Requirement
Only lines with the string "DuplicateSlot" should be returned from the data below.

Data provided
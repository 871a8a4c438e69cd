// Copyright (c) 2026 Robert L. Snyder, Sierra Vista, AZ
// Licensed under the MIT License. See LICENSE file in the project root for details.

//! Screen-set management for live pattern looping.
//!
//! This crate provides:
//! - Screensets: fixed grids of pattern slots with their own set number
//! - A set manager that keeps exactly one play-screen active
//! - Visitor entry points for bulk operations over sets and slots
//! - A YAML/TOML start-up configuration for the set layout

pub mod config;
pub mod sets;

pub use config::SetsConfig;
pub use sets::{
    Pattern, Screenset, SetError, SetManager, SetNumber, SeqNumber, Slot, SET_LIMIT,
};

==

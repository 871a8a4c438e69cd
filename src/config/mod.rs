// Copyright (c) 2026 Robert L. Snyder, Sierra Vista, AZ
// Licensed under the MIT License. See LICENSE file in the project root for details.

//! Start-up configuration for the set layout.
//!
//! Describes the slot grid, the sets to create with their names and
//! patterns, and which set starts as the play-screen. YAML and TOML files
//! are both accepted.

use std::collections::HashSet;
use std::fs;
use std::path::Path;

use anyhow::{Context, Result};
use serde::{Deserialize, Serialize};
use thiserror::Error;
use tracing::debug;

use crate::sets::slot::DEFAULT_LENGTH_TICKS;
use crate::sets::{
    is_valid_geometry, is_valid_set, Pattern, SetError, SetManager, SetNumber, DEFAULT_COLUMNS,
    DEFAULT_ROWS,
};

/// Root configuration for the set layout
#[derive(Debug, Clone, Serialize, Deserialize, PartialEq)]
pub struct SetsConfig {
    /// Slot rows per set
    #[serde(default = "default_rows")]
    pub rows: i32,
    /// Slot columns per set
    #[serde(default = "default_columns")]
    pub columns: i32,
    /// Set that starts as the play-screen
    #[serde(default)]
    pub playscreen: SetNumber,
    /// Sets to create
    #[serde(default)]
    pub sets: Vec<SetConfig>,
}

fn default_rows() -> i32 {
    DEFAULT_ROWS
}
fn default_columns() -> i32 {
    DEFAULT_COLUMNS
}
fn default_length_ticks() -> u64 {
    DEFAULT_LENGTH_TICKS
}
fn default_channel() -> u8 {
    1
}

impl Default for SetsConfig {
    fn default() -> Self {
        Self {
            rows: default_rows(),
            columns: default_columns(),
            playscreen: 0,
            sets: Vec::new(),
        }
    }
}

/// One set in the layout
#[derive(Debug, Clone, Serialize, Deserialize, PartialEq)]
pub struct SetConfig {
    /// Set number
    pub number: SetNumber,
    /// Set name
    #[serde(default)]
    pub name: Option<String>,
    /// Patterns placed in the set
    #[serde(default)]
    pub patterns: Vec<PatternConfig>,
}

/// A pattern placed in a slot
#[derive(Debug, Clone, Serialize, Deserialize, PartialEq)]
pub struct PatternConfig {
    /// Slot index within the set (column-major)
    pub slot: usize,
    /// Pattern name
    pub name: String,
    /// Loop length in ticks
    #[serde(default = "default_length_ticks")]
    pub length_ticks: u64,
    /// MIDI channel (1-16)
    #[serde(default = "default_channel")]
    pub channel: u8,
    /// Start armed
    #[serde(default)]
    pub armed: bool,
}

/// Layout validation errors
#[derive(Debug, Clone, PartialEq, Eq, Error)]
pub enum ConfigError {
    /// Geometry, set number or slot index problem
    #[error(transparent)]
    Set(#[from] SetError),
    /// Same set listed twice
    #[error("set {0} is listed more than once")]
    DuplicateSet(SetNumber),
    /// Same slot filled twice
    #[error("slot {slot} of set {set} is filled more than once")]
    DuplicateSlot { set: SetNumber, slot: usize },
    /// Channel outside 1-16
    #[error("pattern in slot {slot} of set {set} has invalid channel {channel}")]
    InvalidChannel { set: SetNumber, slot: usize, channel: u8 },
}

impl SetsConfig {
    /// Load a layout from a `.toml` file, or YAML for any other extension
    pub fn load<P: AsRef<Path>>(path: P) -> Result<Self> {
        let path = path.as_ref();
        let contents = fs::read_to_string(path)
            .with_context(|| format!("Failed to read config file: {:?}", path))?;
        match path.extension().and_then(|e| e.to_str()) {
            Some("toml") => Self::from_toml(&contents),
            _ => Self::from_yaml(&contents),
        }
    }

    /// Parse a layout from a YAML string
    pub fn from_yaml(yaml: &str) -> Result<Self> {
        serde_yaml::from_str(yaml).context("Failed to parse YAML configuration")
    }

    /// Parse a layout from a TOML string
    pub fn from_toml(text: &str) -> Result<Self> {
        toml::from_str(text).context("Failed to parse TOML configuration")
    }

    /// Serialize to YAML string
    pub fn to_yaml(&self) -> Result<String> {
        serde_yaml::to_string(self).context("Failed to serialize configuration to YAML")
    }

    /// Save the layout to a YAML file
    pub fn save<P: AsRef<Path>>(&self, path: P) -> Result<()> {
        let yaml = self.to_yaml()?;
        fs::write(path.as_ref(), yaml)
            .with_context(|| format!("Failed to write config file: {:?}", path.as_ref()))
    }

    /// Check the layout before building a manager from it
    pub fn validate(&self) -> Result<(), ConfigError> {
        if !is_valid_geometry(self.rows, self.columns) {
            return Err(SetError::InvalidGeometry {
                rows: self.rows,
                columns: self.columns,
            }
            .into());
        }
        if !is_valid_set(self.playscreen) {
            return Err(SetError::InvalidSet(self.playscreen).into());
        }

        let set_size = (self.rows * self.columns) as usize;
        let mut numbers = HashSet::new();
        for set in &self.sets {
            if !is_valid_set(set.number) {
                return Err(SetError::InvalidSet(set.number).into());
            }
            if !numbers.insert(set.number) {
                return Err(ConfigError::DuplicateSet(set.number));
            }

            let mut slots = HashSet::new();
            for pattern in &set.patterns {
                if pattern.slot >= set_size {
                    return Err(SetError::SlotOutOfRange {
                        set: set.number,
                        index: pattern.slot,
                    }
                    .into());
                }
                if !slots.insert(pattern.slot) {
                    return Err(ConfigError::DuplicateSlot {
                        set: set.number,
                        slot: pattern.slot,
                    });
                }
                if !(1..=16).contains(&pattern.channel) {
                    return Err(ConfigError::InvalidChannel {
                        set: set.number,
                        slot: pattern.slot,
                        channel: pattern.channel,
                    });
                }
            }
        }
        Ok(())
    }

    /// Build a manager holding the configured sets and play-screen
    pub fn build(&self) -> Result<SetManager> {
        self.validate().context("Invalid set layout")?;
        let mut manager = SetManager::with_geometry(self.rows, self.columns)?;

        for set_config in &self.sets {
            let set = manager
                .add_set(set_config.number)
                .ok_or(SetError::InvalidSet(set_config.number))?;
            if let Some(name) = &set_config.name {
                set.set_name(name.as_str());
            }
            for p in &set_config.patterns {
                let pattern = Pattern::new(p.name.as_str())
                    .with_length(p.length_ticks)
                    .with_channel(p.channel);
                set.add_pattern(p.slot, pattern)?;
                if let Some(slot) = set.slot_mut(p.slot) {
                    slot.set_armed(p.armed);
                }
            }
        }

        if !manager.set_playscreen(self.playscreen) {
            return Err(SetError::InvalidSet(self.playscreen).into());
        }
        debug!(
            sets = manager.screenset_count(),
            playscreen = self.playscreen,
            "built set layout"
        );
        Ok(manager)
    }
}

---

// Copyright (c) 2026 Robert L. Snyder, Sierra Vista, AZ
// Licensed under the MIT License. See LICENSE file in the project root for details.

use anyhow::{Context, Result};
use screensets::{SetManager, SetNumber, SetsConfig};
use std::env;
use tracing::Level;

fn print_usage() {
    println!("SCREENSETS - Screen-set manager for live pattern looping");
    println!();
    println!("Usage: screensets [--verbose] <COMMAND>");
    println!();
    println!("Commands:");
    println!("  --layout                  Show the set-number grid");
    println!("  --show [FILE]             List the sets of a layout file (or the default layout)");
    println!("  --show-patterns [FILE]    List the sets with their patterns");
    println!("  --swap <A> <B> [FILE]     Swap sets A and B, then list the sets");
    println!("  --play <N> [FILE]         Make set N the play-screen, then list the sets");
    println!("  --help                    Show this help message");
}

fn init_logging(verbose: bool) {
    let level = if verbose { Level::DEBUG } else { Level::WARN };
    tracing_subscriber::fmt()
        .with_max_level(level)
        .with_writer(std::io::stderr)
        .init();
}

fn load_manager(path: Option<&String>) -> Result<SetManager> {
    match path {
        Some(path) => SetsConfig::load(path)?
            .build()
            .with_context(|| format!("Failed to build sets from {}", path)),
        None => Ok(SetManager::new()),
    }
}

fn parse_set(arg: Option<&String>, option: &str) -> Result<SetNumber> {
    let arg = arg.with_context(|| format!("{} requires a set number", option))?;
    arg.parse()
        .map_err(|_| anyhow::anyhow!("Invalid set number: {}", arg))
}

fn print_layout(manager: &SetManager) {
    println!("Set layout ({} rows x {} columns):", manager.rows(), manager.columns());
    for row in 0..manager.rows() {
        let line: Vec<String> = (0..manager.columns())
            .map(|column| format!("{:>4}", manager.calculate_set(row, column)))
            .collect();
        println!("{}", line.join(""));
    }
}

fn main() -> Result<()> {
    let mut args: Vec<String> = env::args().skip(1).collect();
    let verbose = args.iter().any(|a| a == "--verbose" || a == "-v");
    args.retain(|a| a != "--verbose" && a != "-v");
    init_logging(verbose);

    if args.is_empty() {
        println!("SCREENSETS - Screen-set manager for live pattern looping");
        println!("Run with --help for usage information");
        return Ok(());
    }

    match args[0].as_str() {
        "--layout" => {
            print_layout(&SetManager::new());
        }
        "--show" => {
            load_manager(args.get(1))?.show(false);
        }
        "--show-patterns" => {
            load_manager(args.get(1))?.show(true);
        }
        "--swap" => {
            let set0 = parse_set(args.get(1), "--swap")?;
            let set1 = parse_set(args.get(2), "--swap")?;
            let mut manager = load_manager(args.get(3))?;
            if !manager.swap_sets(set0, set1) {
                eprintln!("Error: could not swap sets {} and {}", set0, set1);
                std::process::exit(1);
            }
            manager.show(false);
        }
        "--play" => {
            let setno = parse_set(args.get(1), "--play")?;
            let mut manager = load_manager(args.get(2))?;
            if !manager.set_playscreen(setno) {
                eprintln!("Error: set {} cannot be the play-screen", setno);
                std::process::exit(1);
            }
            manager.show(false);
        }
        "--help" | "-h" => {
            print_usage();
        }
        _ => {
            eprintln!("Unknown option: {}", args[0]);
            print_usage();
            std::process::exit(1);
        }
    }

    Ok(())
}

Written solution
    DuplicateSlot { set: SetNumber, slot: usize },
                    return Err(ConfigError::DuplicateSlot {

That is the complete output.